Data for analysis >>
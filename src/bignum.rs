/// Fixed-capacity decimal big-number representation.
///
/// A `BigNumber` stores up to [`MAXDIGITS`] decimal digits, least significant
/// first, together with a sign. The layout is `#[repr(C)]` because the whole
/// struct is the wire format shared with the device kernels: the host copies
/// the full memory image into a device buffer and reads the result buffer
/// back over the same layout. No host-side arithmetic is provided; values are
/// constructed once and only ever overwritten as a readback target.

use std::fmt;

use crate::error::{Result, RsaClError};

/// Maximum number of decimal digits a [`BigNumber`] can hold.
///
/// The device kernels are compiled with the same constant, so the two sides
/// always agree on the buffer layout.
pub const MAXDIGITS: usize = 500;

const PLUS: i32 = 1;
const MINUS: i32 = -1;

/// Sign of a [`BigNumber`].
#[derive(Debug, Clone, Copy, PartialEq, Eq)]
pub enum Sign {
    Positive,
    Negative,
}

/// A signed decimal integer of at most [`MAXDIGITS`] digits.
///
/// `digits[0]` is the units digit; `last_digit` is the index of the highest
/// populated digit. Zero is `last_digit == 0` with `digits[0] == 0`. Digits
/// above `last_digit` are kept zero-filled but carry no value.
#[derive(Clone, Copy)]
#[repr(C)]
pub struct BigNumber {
    digits: [u8; MAXDIGITS],
    sign: i32,
    last_digit: i32,
}

impl BigNumber {
    /// Builds a value from a signed native integer.
    pub fn from_int(value: i64) -> Self {
        let mut num = Self::unset();
        num.sign = if value >= 0 { PLUS } else { MINUS };

        let mut t = value.unsigned_abs();
        while t > 0 {
            num.last_digit += 1;
            num.digits[num.last_digit as usize] = (t % 10) as u8;
            t /= 10;
        }
        if value == 0 {
            num.last_digit = 0;
        }
        num
    }

    /// Builds a value from a run of ASCII decimal digits, most significant
    /// first. No sign character or separators are accepted.
    ///
    /// Fails with [`RsaClError::CapacityExceeded`] when the token is longer
    /// than [`MAXDIGITS`] and [`RsaClError::InputMalformed`] on any
    /// non-digit byte or an empty token.
    pub fn from_decimal_str(token: &str) -> Result<Self> {
        if token.is_empty() {
            return Err(RsaClError::InputMalformed(
                "empty decimal token".to_string(),
            ));
        }
        if token.len() > MAXDIGITS {
            return Err(RsaClError::CapacityExceeded {
                len: token.len(),
                max: MAXDIGITS,
            });
        }

        let mut num = Self::from_int(0);
        let bytes = token.as_bytes();
        for (i, &b) in bytes.iter().enumerate() {
            if !b.is_ascii_digit() {
                return Err(RsaClError::InputMalformed(format!(
                    "non-decimal character {:?} in token {:?}",
                    b as char, token
                )));
            }
            num.digits[bytes.len() - 1 - i] = b - b'0';
        }
        num.last_digit = (bytes.len() - 1) as i32;
        Ok(num)
    }

    /// An unwritten readback target. Only valid as the destination of a
    /// device readback, which overwrites every field.
    pub(crate) fn unset() -> Self {
        Self {
            digits: [0u8; MAXDIGITS],
            sign: PLUS,
            last_digit: -1,
        }
    }

    pub fn sign(&self) -> Sign {
        if self.sign == MINUS {
            Sign::Negative
        } else {
            Sign::Positive
        }
    }

    /// Index of the highest populated digit.
    pub fn last_digit(&self) -> usize {
        self.last_digit.max(0) as usize
    }

    /// Native-width view of the magnitude, when it fits in a `u64`.
    ///
    /// Used to bring small moduli into host range for private-exponent
    /// derivation; this is not general host arithmetic.
    pub fn to_u64(&self) -> Option<u64> {
        if self.last_digit < 0 {
            return None;
        }
        let mut value: u64 = 0;
        for i in (0..=self.last_digit as usize).rev() {
            value = value.checked_mul(10)?.checked_add(u64::from(self.digits[i]))?;
        }
        Some(value)
    }
}

impl fmt::Display for BigNumber {
    /// Canonical decimal rendering: optional leading `-`, then the digits
    /// from most to least significant.
    fn fmt(&self, f: &mut fmt::Formatter<'_>) -> fmt::Result {
        if self.sign == MINUS {
            write!(f, "-")?;
        }
        for i in (0..=self.last_digit()).rev() {
            write!(f, "{}", self.digits[i])?;
        }
        Ok(())
    }
}

impl fmt::Debug for BigNumber {
    fn fmt(&self, f: &mut fmt::Formatter<'_>) -> fmt::Result {
        write!(f, "BigNumber({self})")
    }
}

impl PartialEq for BigNumber {
    fn eq(&self, other: &Self) -> bool {
        self.sign == other.sign
            && self.last_digit == other.last_digit
            && self.digits[..=self.last_digit()] == other.digits[..=other.last_digit()]
    }
}

impl Eq for BigNumber {}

What you need to do >> Please count the lines in the material above that hold the word "most", and give only the total.

Answer for this exercise >> 3